The one with the least emotions loses

This discussion with slammerkinbabe got me thinking, and thence to face-to-face discussion with thishardenedarm about why it is that religious objections to dress codes are different to mere personal dislikes to them, and finally to the following thoughts, which still seem woefully unconclusive to me. Possibly one of you insightful chaps and chapesses can help out.

It annoys me that when a person says "If you make me dress in manner X then the sky fairies will be upset" it's given more credence than my own objections to simply "not liking wearing ties".

Partly this is because it seems irrational to me that appeals to the fantastical should be priveliged over appeals to simply grounded aesthetic preference, and partly it's because I don't have any sky fairies of my own to call own and frankly I feel jealous. (Which reminds me that my first ever girlfriend taromazzy originally started smoking because that way she got a five minute smoke break, whereas non-smokers didn't have an acceptable excuse to stand about for 5 minutes an hour.)

However, while I definitely think that way, on an emotional level, I can see their point. What thishardenedarm pinpointed for me was the issue of identity. Religion, and the things that go with it, are very deep seated in someone's sense of identity, while my dislike of ties is, frankly, not. No matter how much I may dislike them I don't have an absolute belief in their rightness or wrongness. And it's this lack of moral certainty that dooms me, because on the emotional plane true belief beats mere dislike any day of the week.

No, I can't quite place my finger on why, it just does.
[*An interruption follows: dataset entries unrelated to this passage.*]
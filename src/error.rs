use axum::http::StatusCode;
use axum::response::{IntoResponse, Response};
use axum::Json;
use serde::{Deserialize, Serialize};
use thiserror::Error;

#[derive(Debug, Error)]
pub enum RenderError {
    #[error("invalid input: {0}")]
    InvalidInput(String),

    #[error("render engine unavailable: {0}")]
    EngineUnavailable(String),

    #[error("{0}")]
    Timeout(String),

    #[error("render engine error: {0}")]
    Engine(String),

    #[error("configuration error: {0}")]
    Config(String),

    #[error("IO error: {0}")]
    Io(#[from] std::io::Error),
}

impl RenderError {
    pub fn invalid_input(message: impl Into<String>) -> Self {
        RenderError::InvalidInput(message.into())
    }

    pub fn engine(message: impl Into<String>) -> Self {
        RenderError::Engine(message.into())
    }

    pub fn status_code(&self) -> StatusCode {
        match self {
            RenderError::InvalidInput(_) => StatusCode::BAD_REQUEST,
            RenderError::EngineUnavailable(_)
            | RenderError::Timeout(_)
            | RenderError::Engine(_)
            | RenderError::Config(_)
            | RenderError::Io(_) => StatusCode::INTERNAL_SERVER_ERROR,
        }
    }

    pub fn to_body(&self) -> ErrorBody {
        let error = match self {
            RenderError::InvalidInput(_) => "invalid input",
            RenderError::EngineUnavailable(_) => "render engine unavailable",
            RenderError::Timeout(_) => "render timed out",
            RenderError::Engine(_) => "render failed",
            RenderError::Config(_) => "service misconfigured",
            RenderError::Io(_) => "io failure",
        };
        ErrorBody {
            error: error.to_string(),
            details: self.to_string(),
        }
    }
}

pub type Result<T> = std::result::Result<T, RenderError>;

/// JSON body returned on every failed request.
#[derive(Debug, Clone, Serialize, Deserialize)]
pub struct ErrorBody {
    pub error: String,
    pub details: String,
}

impl IntoResponse for RenderError {
    fn into_response(self) -> Response {
        (self.status_code(), Json(self.to_body())).into_response()
    }
}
To skip-paraphrase from Life, The Universe and Everything:
"The point is that people like you and me are dilettantes, eccentrics, layabouts, fartarounds if you like," said Ford. "We're not obsessed with anything, you see. And that's the deciding factor. We can't win against obsession. They care, we don't. They win."
"I care about lots of things," said Slartibartfast.
"Such as?"
"Well, life, the Universe. Everything really. Fjords."
"Would you die for them?"
"Fjords?" blinked Slartibartfast in surprise. "No."
"Well, then."
"Wouldn't see the point, really."

Sometimes I wonder if I'd be happier if I could _really_ believe in something. I'm fairly sure that studies have indicated that people do.